As revealed in many articles such as this one, being a successful data scientist of engineer requires a wide range of different skills.

  1. First, domain knowledge is necessary. Since software engineers always solve someone’s problem, the engineer has to become an expert in this domain in order to provide meaningful and useful solutions. This means that a machine learning problem, the same as a workshop, must start with choosing a domain and the intention and drive to solve a problem in that domain. Not in an already created and static dataset.
  2. Math skills are also needed to understand, if nothing else, what validation results mean, and how you need to select a model based on comparison with other models or the baseline. If you are in academia, you will probably need to go a bit further tweaking hyperparameters, and combining algorithms (or your paper will be rejected), but even basic industrial data scientists need to have some knowledge about statistics.
  3. The data scientist needs to know and follow best practices in software development, but also be acquainted with the tools, services and languages currently used by modern developments. This includes DevOps and QA, which will be incorporated in the ML/DS domain as MLOps.
  4. Communication and visualization skills: unlike software engineers, data engineers need to eventually deliver not only a product, but also the solution to the problem that has been reached through that product. In some cases, visualization is all that’s going to be needed; in others, visualization will be the last phase in a data pipeline.

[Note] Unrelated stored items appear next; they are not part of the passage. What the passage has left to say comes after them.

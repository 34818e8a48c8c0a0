// Widgets for the token line, status line, boundary markers, and deck

use ratatui::layout::Alignment;
use ratatui::style::{Modifier, Style};
use ratatui::text::{Line, Span};
use ratatui::widgets::{Block, Borders, Paragraph};
use unicode_width::UnicodeWidthStr;

use crate::app::render_state::{RenderState, TokenCell};
use crate::app::AppMode;
use crate::line::TokenKind;
use crate::ui::theme::colors;

/// Text a cell occupies on screen. Control whitespace would render as
/// zero-width, so every whitespace character shows as a plain space.
fn display_text(cell: &TokenCell) -> String {
    cell.text
        .chars()
        .map(|c| if c.is_whitespace() { ' ' } else { c })
        .collect()
}

fn cell_width(cell: &TokenCell) -> usize {
    display_text(cell).as_str().width()
}

/// Horizontal scroll that keeps the selected token inside `width` columns.
pub fn scroll_offset(state: &RenderState, width: u16) -> u16 {
    let Some(selected) = state.selected else {
        return 0;
    };
    let width = width as usize;
    if width == 0 {
        return 0;
    }
    let start: usize = state.tokens[..selected].iter().map(cell_width).sum();
    let end = start + cell_width(&state.tokens[selected]);
    if end > width {
        (end - width).min(start).min(u16::MAX as usize) as u16
    } else {
        0
    }
}

pub fn render_status_line(state: &RenderState) -> Paragraph<'static> {
    let mut spans = vec![Span::styled(
        state.status.clone(),
        Style::default()
            .fg(colors::text())
            .add_modifier(Modifier::BOLD),
    )];
    if let Some(interim) = &state.interim {
        spans.push(Span::raw("  "));
        spans.push(Span::styled(
            interim.clone(),
            Style::default()
                .fg(colors::dimmed())
                .add_modifier(Modifier::ITALIC),
        ));
    }
    Paragraph::new(Line::from(spans))
        .alignment(Alignment::Left)
        .style(Style::default().bg(colors::background()))
}

pub fn render_token_line(state: &RenderState) -> Paragraph<'static> {
    let mut spans = Vec::new();
    for cell in &state.tokens {
        let style = if cell.selected {
            Style::default()
                .fg(colors::background())
                .bg(colors::accent())
                .add_modifier(Modifier::BOLD)
        } else if cell.kind == TokenKind::Whitespace {
            Style::default().fg(colors::dimmed())
        } else {
            Style::default().fg(colors::text())
        };
        spans.push(Span::styled(display_text(cell), style));
    }
    Paragraph::new(Line::from(spans))
        .alignment(Alignment::Left)
        .style(Style::default().bg(colors::background()))
}

/// Gutter bar at the line edge; lights up while a boundary flash is live.
pub fn render_boundary_marker(active: bool) -> Paragraph<'static> {
    let style = if active {
        Style::default()
            .fg(colors::accent())
            .add_modifier(Modifier::BOLD)
    } else {
        Style::default().fg(colors::dimmed())
    };
    Paragraph::new("│").style(style.bg(colors::background()))
}

/// Bottom deck: command input while the deck is open, otherwise the
/// latest notice or nothing.
pub fn render_deck(state: &RenderState) -> Paragraph<'static> {
    let text = match state.mode {
        AppMode::Command => format!("COMMAND {}", state.command_input),
        _ => state.notice.clone().unwrap_or_default(),
    };
    Paragraph::new(text)
        .block(
            Block::default()
                .borders(Borders::TOP)
                .border_style(Style::default().fg(colors::dimmed())),
        )
        .style(Style::default().fg(colors::text()).bg(colors::surface()))
}
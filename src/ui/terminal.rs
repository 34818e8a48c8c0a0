use crate::app::{App, AppEvent, AppMode};
use crate::line::Direction as LineDirection;
use crate::speech::EventReceiver;
use crate::ui::terminal_guard::TerminalGuard;
use crate::ui::view;
use crossterm::event::{self, Event, KeyCode, KeyEvent, KeyEventKind};
use ratatui::{
    backend::CrosstermBackend,
    layout::{Constraint, Direction, Layout},
    Terminal,
};
use std::io::{self, Stdout};
use std::time::{Duration, Instant};

pub struct TuiManager {
    terminal: Terminal<CrosstermBackend<Stdout>>,
    _guard: TerminalGuard,
}

impl TuiManager {
    pub fn new() -> Result<Self, io::Error> {
        let guard = TerminalGuard::new()?;
        let backend = CrosstermBackend::new(io::stdout());
        let terminal = Terminal::new(backend)?;

        Ok(TuiManager {
            terminal,
            _guard: guard,
        })
    }

    /// Single-threaded dispatcher: key input, recognition events, and the
    /// frame tick all run here, so every editor mutation completes before
    /// the next one starts.
    pub fn run_event_loop(&mut self, app: &mut App, events: EventReceiver) -> io::Result<()> {
        let mut last_frame = Instant::now();
        let frame_tick = Duration::from_millis(1000 / 60);

        self.render_frame(app)?;
        loop {
            if app.mode() == AppMode::Quit {
                return Ok(());
            }

            // Drain the speech channel before polling input; transcripts
            // apply in delivery order, one at a time.
            while let Ok(event) = events.try_recv() {
                app.on_recognition_event(event);
            }
            app.tick();

            match event::poll(app.config().poll_timeout) {
                Ok(true) => {
                    if let Event::Key(key) = event::read()? {
                        if key.kind != KeyEventKind::Release {
                            Self::dispatch_key(app, key);
                        }
                    }
                }
                Ok(false) => {}
                Err(e) => {
                    // Propagate I/O errors instead of ignoring them
                    return Err(e);
                }
            }

            if last_frame.elapsed() >= frame_tick {
                self.render_frame(app)?;
                last_frame = Instant::now();
            }
        }
    }

    fn dispatch_key(app: &mut App, key: KeyEvent) {
        match app.mode() {
            AppMode::Editing => match key.code {
                KeyCode::Left => app.move_left(),
                KeyCode::Right => app.move_right(),
                KeyCode::Backspace | KeyCode::Delete => app.delete_selected(),
                KeyCode::Char(' ') => app.toggle_activation(),
                KeyCode::Char('q') => app.quit(),
                KeyCode::Char('h') => app.apply_event(AppEvent::Help),
                KeyCode::Char(c @ (':' | '@')) => {
                    app.open_command_deck();
                    app.command_push(c);
                }
                _ => {}
            },
            AppMode::Command => match key.code {
                KeyCode::Esc => app.close_command_deck(),
                KeyCode::Enter => app.submit_command(),
                KeyCode::Backspace => app.command_backspace(),
                KeyCode::Char(c) => app.command_push(c),
                _ => {}
            },
            AppMode::Quit => {}
        }
    }

    pub fn render_frame(&mut self, app: &App) -> io::Result<()> {
        let state = app.render_state();

        self.terminal.draw(|frame| {
            let area = frame.area();

            let rows = Layout::default()
                .direction(Direction::Vertical)
                .constraints([
                    Constraint::Length(1),
                    Constraint::Min(1),
                    Constraint::Length(2),
                ])
                .split(area);

            frame.render_widget(view::render_status_line(&state), rows[0]);

            let line_chunks = Layout::default()
                .direction(Direction::Horizontal)
                .constraints([
                    Constraint::Length(1),
                    Constraint::Min(1),
                    Constraint::Length(1),
                ])
                .split(rows[1]);

            frame.render_widget(
                view::render_boundary_marker(state.flash == Some(LineDirection::Left)),
                line_chunks[0],
            );
            let offset = view::scroll_offset(&state, line_chunks[1].width);
            frame.render_widget(
                view::render_token_line(&state).scroll((0, offset)),
                line_chunks[1],
            );
            frame.render_widget(
                view::render_boundary_marker(state.flash == Some(LineDirection::Right)),
                line_chunks[2],
            );

            frame.render_widget(view::render_deck(&state), rows[2]);
        })?;

        Ok(())
    }
}
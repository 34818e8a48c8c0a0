//! The external speech recognition collaborator.
//!
//! The core never talks to a recognizer directly. An engine implements
//! [`RecognitionEngine`] and pushes [`RecognitionEvent`]s over a plain
//! mpsc channel; the single event loop drains them one at a time, so
//! transcript application is serialized with user commands by
//! construction. Only `Final` results ever reach the token line; interim
//! text is diagnostic display.

use std::path::PathBuf;
use std::sync::mpsc::{Receiver, Sender};

use thiserror::Error;

pub mod engine;
pub mod scripted;

pub use engine::RecognitionEngine;
pub use scripted::ScriptedEngine;

/// Events pushed by a recognition engine, in delivery order.
#[derive(Debug, Clone, PartialEq, Eq)]
pub enum RecognitionEvent {
    /// Recognition actually began.
    Started,
    /// A non-final hypothesis; display only, never applied to the line.
    Interim(String),
    /// A finalized utterance, ready to splice into the line.
    Final(String),
    /// The recognizer failed; the line is left untouched.
    Error(String),
    /// Recognition ended, whether stopped, exhausted, or errored out.
    Ended,
}

pub type EventSender = Sender<RecognitionEvent>;
pub type EventReceiver = Receiver<RecognitionEvent>;

#[derive(Debug, Error)]
pub enum SpeechError {
    #[error("recognition is already running")]
    AlreadyListening,

    #[error("recognition is not running")]
    NotListening,

    #[error("failed to read script {}: {source}", .path.display())]
    ScriptRead {
        path: PathBuf,
        #[source]
        source: std::io::Error,
    },

    #[error("script {} contains no utterances", .0.display())]
    EmptyScript(PathBuf),
}
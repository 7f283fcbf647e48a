use serde::{Deserialize, Serialize};
use std::fs;
use std::path::PathBuf;

/// Behavior flags for the engine. Calculator state itself is never
/// persisted; only these knobs live in the config file.
#[derive(Debug, Clone, Serialize, Deserialize)]
pub struct Config {
    /// Only treat a leading '-' as a negative sign when toggling negation.
    /// Off by default to match the shipped behavior, where any '-' in the
    /// display counts and un-negating drops the first character.
    pub strict_negate: bool,
}

impl Default for Config {
    fn default() -> Self {
        Self {
            strict_negate: false,
        }
    }
}

impl Config {
    pub fn config_path() -> PathBuf {
        dirs::config_dir()
            .unwrap_or_else(|| PathBuf::from("."))
            .join("keypad_calc")
            .join("config.toml")
    }

    pub fn load() -> Result<Self, Box<dyn std::error::Error>> {
        let path = Self::config_path();

        if !path.exists() {
            let default = Config::default();
            default.save()?;
            return Ok(default);
        }

        let contents = fs::read_to_string(&path)?;
        let config: Config = toml::from_str(&contents)?;
        Ok(config)
    }

    pub fn save(&self) -> Result<(), Box<dyn std::error::Error>> {
        let path = Self::config_path();
        if let Some(parent) = path.parent() {
            fs::create_dir_all(parent)?;
        }

        let contents = toml::to_string(self)?;
        fs::write(&path, contents)?;
        Ok(())
    }
}
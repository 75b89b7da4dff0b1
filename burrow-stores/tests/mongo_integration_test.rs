// Copyright 2025 Burrow Contributors
//
// Licensed under the Apache License, Version 2.0 (the "License");
// you may not use this file except in compliance with the License.
// You may obtain a copy of the License at
//
//     http://www.apache.org/licenses/LICENSE-2.0
//
// Unless required by applicable law or agreed to in writing, software
// distributed under the License is distributed on an "AS IS" BASIS,
// WITHOUT WARRANTIES OR CONDITIONS OF ANY KIND, either express or implied.
// See the License for the specific language governing permissions and
// limitations under the License.
//
// SPDX-License-Identifier: Apache-2.0

#![cfg(feature = "mongo-store")]

use bson::doc;
use burrow_core::destination::{DeliverablePayload, Destination, ExchangeBinding, ExchangeKind};
use burrow_core::spool::{FailureSpool, SpooledMessage};
use burrow_core::state::PositionStore;
use burrow_stores::mongo::{MongoPositionStore, MongoSpool, MongoStoreConfig};
use chrono::{Duration, Utc};
use serde_json::json;
use testcontainers::runners::AsyncRunner;
use testcontainers_modules::mongo::Mongo;

fn config(port: u16) -> MongoStoreConfig {
    MongoStoreConfig::builder()
        .connection_string(format!("mongodb://127.0.0.1:{port}/shop"))
        .build()
        .expect("valid config")
}

#[tokio::test]
#[ignore] // Requires Docker
async fn positions_upsert_and_list() {
    let container = Mongo::default()
        .start()
        .await
        .expect("failed to start MongoDB container");
    let port = container
        .get_host_port_ipv4(27017)
        .await
        .expect("failed to get port");

    let store = MongoPositionStore::connect(&config(port)).await.unwrap();
    assert!(store.load("orders").await.unwrap().is_none());

    store
        .commit("orders", &doc! { "_data": "1" }, None)
        .await
        .unwrap();
    store
        .commit(
            "orders",
            &doc! { "_data": "2" },
            Some(doc! { "operationType": "delete", "documentKey": { "_id": "42" } }),
        )
        .await
        .unwrap();
    store
        .commit("users", &doc! { "_data": "7" }, None)
        .await
        .unwrap();

    let record = store.load("orders").await.unwrap().unwrap();
    assert_eq!(record.last_position, doc! { "_data": "2" });
    assert_eq!(
        record.description.unwrap().get_str("operationType").unwrap(),
        "delete"
    );

    let all = store.list().await.unwrap();
    assert_eq!(all.len(), 2);

    store.delete("users").await.unwrap();
    store.delete("users").await.unwrap();
    assert_eq!(store.list().await.unwrap().len(), 1);
}

#[tokio::test]
#[ignore] // Requires Docker
async fn spool_drains_oldest_first() {
    let container = Mongo::default()
        .start()
        .await
        .expect("failed to start MongoDB container");
    let port = container
        .get_host_port_ipv4(27017)
        .await
        .expect("failed to get port");

    let config = config(port);
    let database = config.connect().await.unwrap();
    let spool = MongoSpool::from_database(&database, &config).await.unwrap();

    let now = Utc::now();
    let mut late = SpooledMessage::new(
        Destination::queue("audit").target(),
        DeliverablePayload::Structured(json!({ "data": { "id": "late" } })),
        "timeout",
    );
    late.created_at = now;
    let mut early = SpooledMessage::new(
        Destination::queue("search")
            .with_exchange(ExchangeBinding::new("events", ExchangeKind::Topic, "orders.#"))
            .target(),
        DeliverablePayload::Binary(vec![7, 7, 7]),
        "channel closed",
    );
    early.created_at = now - Duration::seconds(30);

    spool.append(late).await.unwrap();
    spool.append(early).await.unwrap();
    assert_eq!(spool.len().await.unwrap(), 2);

    let drained = spool.drain_all().await.unwrap();
    assert_eq!(drained.len(), 2);
    assert_eq!(drained[0].target.queue, "search");
    assert_eq!(drained[0].target.exchange_name(), "events");
    assert_eq!(drained[0].payload, DeliverablePayload::Binary(vec![7, 7, 7]));
    assert_eq!(
        drained[1].payload,
        DeliverablePayload::Structured(json!({ "data": { "id": "late" } }))
    );

    assert_eq!(spool.len().await.unwrap(), 0);
    assert!(spool.drain_all().await.unwrap().is_empty());
}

These different parts will be studied, with different intensity, in this course; we will not devote a lot of time to math and visualization (just enough to tell you that you need to use it); obviously, MLOps is the focus of the third pillar, but we will also be spending some time in understanding why domain knowledge is absolutely necessary for the design of successful MLOps systems.

Steps in MLOps

MLOps consists in the automation, within the framework of an agile team, of the following steps:

  1. Data extraction and engineering.
  2. Model development and engineering.
  3. Continuous training.
  4. Storage in model registries.
  5. Continuous deployment.

During the duration of this course, we’ll try to go through these steps, starting with the very important step 0: create valuable products and develop using an agile mindset.

Read also

The site Machine Learning Operations is a collection of concepts and tutorials about MLOps.

References

Battina, Dhaya Sindhu. 2019. “AN INTELLIGENT DEVOPS PLATFORM RESEARCH AND DESIGN BASED ON MACHINE LEARNING.” Training 6 (3).

Kreuzberger, Dominik, Niklas Kühl, and Sebastian Hirschl. 2022. “Machine Learning Operations (MLOps): Overview, Definition, and Architecture.” arXiv Preprint arXiv:2205.02302.

Tamburri, Damian A. 2020. “Sustainable MLOps: Trends and Challenges.” In 2020 22nd International Symposium on Symbolic and Numeric Algorithms for Scientific Computing (SYNASC), 17–23. IEEE.